THE DATA Start Marker

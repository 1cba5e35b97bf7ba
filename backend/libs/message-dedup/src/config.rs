//! Gate configuration

use crate::error::{DedupError, DedupResult};
use crate::keys::DEFAULT_KEY_PREFIX;
use std::time::Duration;

/// Default marker lifetime: 7 days.
///
/// Keep this at or above the broker's retention window so a replayed
/// message is still recognised as a duplicate.
pub const DEFAULT_TTL_SECS: u64 = 7 * 24 * 60 * 60;

const GLOB_METACHARS: &[char] = &['*', '?', '[', ']', '\\'];

#[derive(Debug, Clone, PartialEq, Eq)]
pub struct DedupConfig {
    /// Marker lifetime in seconds (>= 1)
    pub ttl_secs: u64,
    /// Key namespace, e.g. `processed:`
    pub key_prefix: String,
}

impl Default for DedupConfig {
    fn default() -> Self {
        Self {
            ttl_secs: DEFAULT_TTL_SECS,
            key_prefix: DEFAULT_KEY_PREFIX.to_string(),
        }
    }
}

impl DedupConfig {
    pub fn with_ttl(ttl: Duration) -> Self {
        Self {
            ttl_secs: ttl.as_secs(),
            ..Self::default()
        }
    }

    /// Read `DEDUP_TTL_SECS` and `DEDUP_KEY_PREFIX`, falling back to defaults
    /// for unset variables.
    pub fn from_env() -> DedupResult<Self> {
        let mut config = Self::default();

        if let Ok(raw) = std::env::var("DEDUP_TTL_SECS") {
            config.ttl_secs = raw.trim().parse::<u64>().map_err(|e| {
                DedupError::Configuration(format!("DEDUP_TTL_SECS must be a valid u64: {}", e))
            })?;
        }

        if let Ok(prefix) = std::env::var("DEDUP_KEY_PREFIX") {
            config.key_prefix = prefix;
        }

        config.validate()?;
        Ok(config)
    }

    pub fn validate(&self) -> DedupResult<()> {
        if self.ttl_secs == 0 {
            return Err(DedupError::Configuration(
                "TTL must be at least 1 second".to_string(),
            ));
        }

        if self.key_prefix.is_empty() {
            return Err(DedupError::Configuration(
                "Key prefix cannot be empty".to_string(),
            ));
        }

        // The prefix is spliced into the SCAN MATCH pattern used for stats
        if let Some(c) = self.key_prefix.chars().find(|c| GLOB_METACHARS.contains(c)) {
            return Err(DedupError::Configuration(format!(
                "Key prefix cannot contain glob character '{}'",
                c
            )));
        }

        Ok(())
    }

    pub fn ttl(&self) -> Duration {
        Duration::from_secs(self.ttl_secs)
    }
}

#[cfg(test)]
mod tests {
    use super::*;
    use serial_test::serial;

    fn clear_env() {
        std::env::remove_var("DEDUP_TTL_SECS");
        std::env::remove_var("DEDUP_KEY_PREFIX");
    }

    #[test]
    fn test_defaults() {
        let config = DedupConfig::default();
        assert_eq!(config.ttl_secs, 604_800);
        assert_eq!(config.key_prefix, "processed:");
        assert!(config.validate().is_ok());
    }

    #[test]
    fn test_with_ttl() {
        let config = DedupConfig::with_ttl(Duration::from_secs(60));
        assert_eq!(config.ttl(), Duration::from_secs(60));
        assert_eq!(config.key_prefix, DEFAULT_KEY_PREFIX);
    }

    #[test]
    fn test_zero_ttl_rejected() {
        // Sub-second durations truncate to 0 and cannot be expressed as EX
        let config = DedupConfig::with_ttl(Duration::from_millis(500));
        let err = config.validate().unwrap_err();
        assert!(matches!(err, DedupError::Configuration(_)));
    }

    #[test]
    fn test_empty_prefix_rejected() {
        let config = DedupConfig {
            key_prefix: String::new(),
            ..DedupConfig::default()
        };
        assert!(matches!(
            config.validate(),
            Err(DedupError::Configuration(_))
        ));
    }

    #[test]
    fn test_glob_prefix_rejected() {
        for prefix in ["processed:*", "proc?ssed:", "processed:[a]:", "processed\\:"] {
            let config = DedupConfig {
                key_prefix: prefix.to_string(),
                ..DedupConfig::default()
            };
            assert!(
                matches!(config.validate(), Err(DedupError::Configuration(_))),
                "prefix {:?} should be rejected",
                prefix
            );
        }
    }

    #[test]
    #[serial]
    fn test_from_env_defaults() {
        clear_env();
        let config = DedupConfig::from_env().unwrap();
        assert_eq!(config, DedupConfig::default());
    }

    #[test]
    #[serial]
    fn test_from_env_overrides() {
        clear_env();
        std::env::set_var("DEDUP_TTL_SECS", " 3600 ");
        std::env::set_var("DEDUP_KEY_PREFIX", "kafka:processed:");

        let config = DedupConfig::from_env().unwrap();
        assert_eq!(config.ttl_secs, 3600);
        assert_eq!(config.key_prefix, "kafka:processed:");

        clear_env();
    }

    #[test]
    #[serial]
    fn test_from_env_unparseable_ttl() {
        clear_env();
        std::env::set_var("DEDUP_TTL_SECS", "a week");

        let result = DedupConfig::from_env();
        assert!(matches!(result, Err(DedupError::Configuration(_))));

        clear_env();
    }

    #[test]
    #[serial]
    fn test_from_env_zero_ttl() {
        clear_env();
        std::env::set_var("DEDUP_TTL_SECS", "0");

        assert!(matches!(
            DedupConfig::from_env(),
            Err(DedupError::Configuration(_))
        ));

        clear_env();
    }

    #[test]
    #[serial]
    fn test_from_env_empty_prefix() {
        clear_env();
        std::env::set_var("DEDUP_KEY_PREFIX", "");

        assert!(matches!(
            DedupConfig::from_env(),
            Err(DedupError::Configuration(_))
        ));

        clear_env();
    }

    #[test]
    #[serial]
    fn test_from_env_glob_prefix() {
        clear_env();
        std::env::set_var("DEDUP_KEY_PREFIX", "processed:*");

        assert!(matches!(
            DedupConfig::from_env(),
            Err(DedupError::Configuration(_))
        ));

        clear_env();
    }
}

THE DATA End Marker

> [ACTIVITY]: Retype every line of the listing above exactly as given.

> [RESULT BELOW]:
repository 1cba5e35b97bf7ba
filename backend/libs/message-dedup/src/config.rs
//! Gate configuration

use crate::error::{DedupError, DedupResult};
use crate::keys::DEFAULT_KEY_PREFIX;
use std::time::Duration;

/// Default marker lifetime: 7 days.
///
/// Keep this at or above the broker's retention window so a replayed
/// message is still recognised as a duplicate.
pub const DEFAULT_TTL_SECS: u64 = 7 * 24 * 60 * 60;

const GLOB_METACHARS: &[char] = &['*', '?', '[', ']', '\\'];

#[derive(Debug, Clone, PartialEq, Eq)]
pub struct DedupConfig {
    /// Marker lifetime in seconds (>= 1)
    pub ttl_secs: u64,
    /// Key namespace, e.g. `processed:`
    pub key_prefix: String,
}

impl Default for DedupConfig {
    fn default() -> Self {
        Self {
            ttl_secs: DEFAULT_TTL_SECS,
            key_prefix: DEFAULT_KEY_PREFIX.to_string(),
        }
    }
}

impl DedupConfig {
    pub fn with_ttl(ttl: Duration) -> Self {
        Self {
            ttl_secs: ttl.as_secs(),
            ..Self::default()
        }
    }

    /// Read `DEDUP_TTL_SECS` and `DEDUP_KEY_PREFIX`, falling back to defaults
    /// for unset variables.
    pub fn from_env() -> DedupResult<Self> {
        let mut config = Self::default();

        if let Ok(raw) = std::env::var("DEDUP_TTL_SECS") {
            config.ttl_secs = raw.trim().parse::<u64>().map_err(|e| {
                DedupError::Configuration(format!("DEDUP_TTL_SECS must be a valid u64: {}", e))
            })?;
        }

        if let Ok(prefix) = std::env::var("DEDUP_KEY_PREFIX") {
            config.key_prefix = prefix;
        }

        config.validate()?;
        Ok(config)
    }

    pub fn validate(&self) -> DedupResult<()> {
        if self.ttl_secs == 0 {
            return Err(DedupError::Configuration(
                "TTL must be at least 1 second".to_string(),
            ));
        }

        if self.key_prefix.is_empty() {
            return Err(DedupError::Configuration(
                "Key prefix cannot be empty".to_string(),
            ));
        }

        // The prefix is spliced into the SCAN MATCH pattern used for stats
        if let Some(c) = self.key_prefix.chars().find(|c| GLOB_METACHARS.contains(c)) {
            return Err(DedupError::Configuration(format!(
                "Key prefix cannot contain glob character '{}'",
                c
            )));
        }

        Ok(())
    }

    pub fn ttl(&self) -> Duration {
        Duration::from_secs(self.ttl_secs)
    }
}

#[cfg(test)]
mod tests {
    use super::*;
    use serial_test::serial;

    fn clear_env() {
        std::env::remove_var("DEDUP_TTL_SECS");
        std::env::remove_var("DEDUP_KEY_PREFIX");
    }

    #[test]
    fn test_defaults() {
        let config = DedupConfig::default();
        assert_eq!(config.ttl_secs, 604_800);
        assert_eq!(config.key_prefix, "processed:");
        assert!(config.validate().is_ok());
    }

    #[test]
    fn test_with_ttl() {
        let config = DedupConfig::with_ttl(Duration::from_secs(60));
        assert_eq!(config.ttl(), Duration::from_secs(60));
        assert_eq!(config.key_prefix, DEFAULT_KEY_PREFIX);
    }

    #[test]
    fn test_zero_ttl_rejected() {
        // Sub-second durations truncate to 0 and cannot be expressed as EX
        let config = DedupConfig::with_ttl(Duration::from_millis(500));
        let err = config.validate().unwrap_err();
        assert!(matches!(err, DedupError::Configuration(_)));
    }

    #[test]
    fn test_empty_prefix_rejected() {
        let config = DedupConfig {
            key_prefix: String::new(),
            ..DedupConfig::default()
        };
        assert!(matches!(
            config.validate(),
            Err(DedupError::Configuration(_))
        ));
    }

    #[test]
    fn test_glob_prefix_rejected() {
        for prefix in ["processed:*", "proc?ssed:", "processed:[a]:", "processed\\:"] {
            let config = DedupConfig {
                key_prefix: prefix.to_string(),
                ..DedupConfig::default()
            };
            assert!(
                matches!(config.validate(), Err(DedupError::Configuration(_))),
                "prefix {:?} should be rejected",
                prefix
            );
        }
    }

    #[test]
    #[serial]
    fn test_from_env_defaults() {
        clear_env();
        let config = DedupConfig::from_env().unwrap();
        assert_eq!(config, DedupConfig::default());
    }

    #[test]
    #[serial]
    fn test_from_env_overrides() {
        clear_env();
        std::env::set_var("DEDUP_TTL_SECS", " 3600 ");
        std::env::set_var("DEDUP_KEY_PREFIX", "kafka:processed:");

        let config = DedupConfig::from_env().unwrap();
        assert_eq!(config.ttl_secs, 3600);
        assert_eq!(config.key_prefix, "kafka:processed:");

        clear_env();
    }

    #[test]
    #[serial]
    fn test_from_env_unparseable_ttl() {
        clear_env();
        std::env::set_var("DEDUP_TTL_SECS", "a week");

        let result = DedupConfig::from_env();
        assert!(matches!(result, Err(DedupError::Configuration(_))));

        clear_env();
    }

    #[test]
    #[serial]
    fn test_from_env_zero_ttl() {
        clear_env();
        std::env::set_var("DEDUP_TTL_SECS", "0");

        assert!(matches!(
            DedupConfig::from_env(),
            Err(DedupError::Configuration(_))
        ));

        clear_env();
    }

    #[test]
    #[serial]
    fn test_from_env_empty_prefix() {
        clear_env();
        std::env::set_var("DEDUP_KEY_PREFIX", "");

        assert!(matches!(
            DedupConfig::from_env(),
            Err(DedupError::Configuration(_))
        ));

        clear_env();
    }

    #[test]
    #[serial]
    fn test_from_env_glob_prefix() {
        clear_env();
        std::env::set_var("DEDUP_KEY_PREFIX", "processed:*");

        assert!(matches!(
            DedupConfig::from_env(),
            Err(DedupError::Configuration(_))
        ));

        clear_env();
    }
}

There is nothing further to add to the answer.